SUPPLIED INFORMATION section start

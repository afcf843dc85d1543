//! # Logging Infrastructure
//!
//! File-based structured logging for the chart terminal.
//!
//! ## Features
//!
//! - **File-based logging**: Structured logs to `logs/chart-terminal.log.<date>` (daily rotation)
//! - **Non-blocking writer**: the network thread never waits on disk
//! - **Panic hook**: panics on either thread are logged with thread name and location
//!
//! ## Usage
//!
//! ```rust,no_run
//! use chart_terminal::debug::{self, DebugConfig};
//!
//! // Initialize at startup; keep the guard alive until exit
//! let _guard = debug::init(&DebugConfig::from_env());
//!
//! tracing::info!(request_id = 12, symbol = "AAPL", "Chart requested");
//! ```
//!
//! ## Configuration
//!
//! Environment variables:
//! - `RUST_LOG`: Log level filter (default `chart_terminal=info,warn`)
//! - `TERMINAL_LOG_DIR`: Log directory (default `logs`)
//! - `TERMINAL_LOG_FILE`: Log file prefix (default `chart-terminal.log`)
//! - `TERMINAL_LOG_STDOUT`: Mirror logs to stdout (1=on, 0=off)
//! - `TERMINAL_LOG_JSON`: JSON lines in the log file (1=on, 0=off)

pub mod config;
pub mod logger;

pub use config::DebugConfig;
pub use logger::init;

/// Check if debug mode is enabled via feature flag
pub fn is_debug_mode() -> bool {
    cfg!(feature = "debug-mode")
}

SUPPLIED INFORMATION section end

» **EXERCISE GOAL**:
Write out the records shown above, exactly as they appear.

» **RESULT FOR THIS EXERCISE**:
repository afcf843dc85d1543
//! # Logging Infrastructure
//!
//! File-based structured logging for the chart terminal.
//!
//! ## Features
//!
//! - **File-based logging**: Structured logs to `logs/chart-terminal.log.<date>` (daily rotation)
//! - **Non-blocking writer**: the network thread never waits on disk
//! - **Panic hook**: panics on either thread are logged with thread name and location
//!
//! ## Usage
//!
//! ```rust,no_run
//! use chart_terminal::debug::{self, DebugConfig};
//!
//! // Initialize at startup; keep the guard alive until exit
//! let _guard = debug::init(&DebugConfig::from_env());
//!
//! tracing::info!(request_id = 12, symbol = "AAPL", "Chart requested");
//! ```
//!
//! ## Configuration
//!
//! Environment variables:
//! - `RUST_LOG`: Log level filter (default `chart_terminal=info,warn`)
//! - `TERMINAL_LOG_DIR`: Log directory (default `logs`)
//! - `TERMINAL_LOG_FILE`: Log file prefix (default `chart-terminal.log`)
//! - `TERMINAL_LOG_STDOUT`: Mirror logs to stdout (1=on, 0=off)
//! - `TERMINAL_LOG_JSON`: JSON lines in the log file (1=on, 0=off)

pub mod config;
pub mod logger;

pub use config::DebugConfig;
pub use logger::init;

/// Check if debug mode is enabled via feature flag
pub fn is_debug_mode() -> bool {
    cfg!(feature = "debug-mode")
}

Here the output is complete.